=== ACTIVITY ===
Your task is to filter the data below down to the lines holding "else".

Data extracted from a collection:

---

//! HTML renderer: page tree → markup.
//!
//! Walks root nodes in array order and asks the registry entry of each node
//! to render it. Containers receive their rendered children; column
//! containers receive them grouped per column. In edit mode every node is
//! wrapped in a `data-node-id` element that the host UI uses to wire
//! selection, inline editing, remove/duplicate/move handlers and drop zones.

use pb_core::columns::partition;
use pb_core::model::{ComponentNode, PageDocument};
use pb_core::registry::{Registry, RenderInput, RenderedChildren, TemplateContext};
use pb_core::zone::DropZone;

/// Renderer switches.
#[derive(Debug, Clone, Default)]
pub struct RenderOptions {
    /// Emit editor hooks (`data-node-id`, drop-zone markers).
    pub edit_mode: bool,
    /// Business details shown in rendered copy.
    pub context: TemplateContext,
}

/// Render the whole page.
pub fn render_page(page: &PageDocument, registry: &Registry, options: &RenderOptions) -> String {
    let mut out = String::new();
    out.push_str("<main class=\"pb-page\">");
    for (i, node) in page.nodes.iter().enumerate() {
        if options.edit_mode {
            push_drop_zone(&mut out, &DropZone::root(i));
        }
        out.push_str(&render_node(node, registry, options));
    }
    if options.edit_mode {
        push_drop_zone(&mut out, &DropZone::root(page.nodes.len()));
    }
    out.push_str("</main>");
    out
}

/// Render a single node and its subtree.
pub fn render_node(node: &ComponentNode, registry: &Registry, options: &RenderOptions) -> String {
    let Some(schema) = registry.lookup(&node.kind) else {
        log::trace!("RENDER placeholder for unknown `{}` #{}", node.kind, node.id);
        return wrap(node, options, &placeholder(node));
    };

    let children = match node.children.as_deref() {
        None => RenderedChildren::None,
        Some(kids) => match schema.column_count(&node.props) {
            Some(count) => RenderedChildren::Columns(
                partition(kids, count)
                    .into_iter()
                    .enumerate()
                    .map(|(column, positions)| {
                        render_column(node, kids, column, &positions, registry, options)
                    })
                    .collect(),
            ),
            None => RenderedChildren::Flat(render_flat(node, kids, registry, options)),
        },
    };

    log::trace!("RENDER {} #{}", node.kind, node.id);
    let body = schema.render(&RenderInput {
        id: node.id.as_str(),
        props: &node.props,
        layout: &node.layout,
        edit_mode: options.edit_mode,
        context: &options.context,
        children: &children,
    });
    wrap(node, options, &body)
}

fn render_flat(
    parent: &ComponentNode,
    kids: &[ComponentNode],
    registry: &Registry,
    options: &RenderOptions,
) -> Vec<String> {
    let mut rendered = Vec::with_capacity(kids.len() + 1);
    for (i, kid) in kids.iter().enumerate() {
        let mut html = String::new();
        if options.edit_mode {
            push_drop_zone(&mut html, &DropZone::inside(parent.id, i));
        }
        html.push_str(&render_node(kid, registry, options));
        rendered.push(html);
    }
    if options.edit_mode {
        let mut tail = String::new();
        push_drop_zone(&mut tail, &DropZone::inside(parent.id, kids.len()));
        rendered.push(tail);
    }
    rendered
}

fn render_column(
    parent: &ComponentNode,
    kids: &[ComponentNode],
    column: usize,
    positions: &[usize],
    registry: &Registry,
    options: &RenderOptions,
) -> Vec<String> {
    let mut rendered = Vec::with_capacity(positions.len() + 1);
    for (k, &pos) in positions.iter().enumerate() {
        let mut html = String::new();
        if options.edit_mode {
            push_drop_zone(&mut html, &DropZone::in_column(parent.id, column, k));
        }
        html.push_str(&render_node(&kids[pos], registry, options));
        rendered.push(html);
    }
    if options.edit_mode {
        let mut tail = String::new();
        push_drop_zone(
            &mut tail,
            &DropZone::in_column(parent.id, column, positions.len()),
        );
        rendered.push(tail);
    }
    rendered
}

fn wrap(node: &ComponentNode, options: &RenderOptions, body: &str) -> String {
    if options.edit_mode {
        format!(
            "<div class=\"pb-node\" data-node-id=\"{}\" data-type=\"{}\">{body}</div>",
            escape_html(node.id.as_str()),
            escape_html(&node.kind)
        )
    } else {
        body.to_string()
    }
}

fn placeholder(node: &ComponentNode) -> String {
    format!(
        "<div class=\"pb-missing\">Unknown component: {}</div>",
        escape_html(&node.kind)
    )
}

fn push_drop_zone(out: &mut String, zone: &DropZone) {
    out.push_str("<div class=\"pb-drop-zone\" data-zone=\"");
    out.push_str(&escape_html(&zone.to_string()));
    out.push_str("\"></div>");
}

/// Escape text for HTML element content and attribute values.
pub fn escape_html(s: &str) -> String {
    let mut out = String::with_capacity(s.len());
    for c in s.chars() {
        match c {
            '&' => out.push_str("&amp;"),
            '<' => out.push_str("&lt;"),
            '>' => out.push_str("&gt;"),
            '"' => out.push_str("&quot;"),
            '\'' => out.push_str("&#39;"),
            _ => out.push(c),
        }
    }
    out
}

---

=== ANSWER BELOW ===
    let Some(schema) = registry.lookup(&node.kind) else {
    } else {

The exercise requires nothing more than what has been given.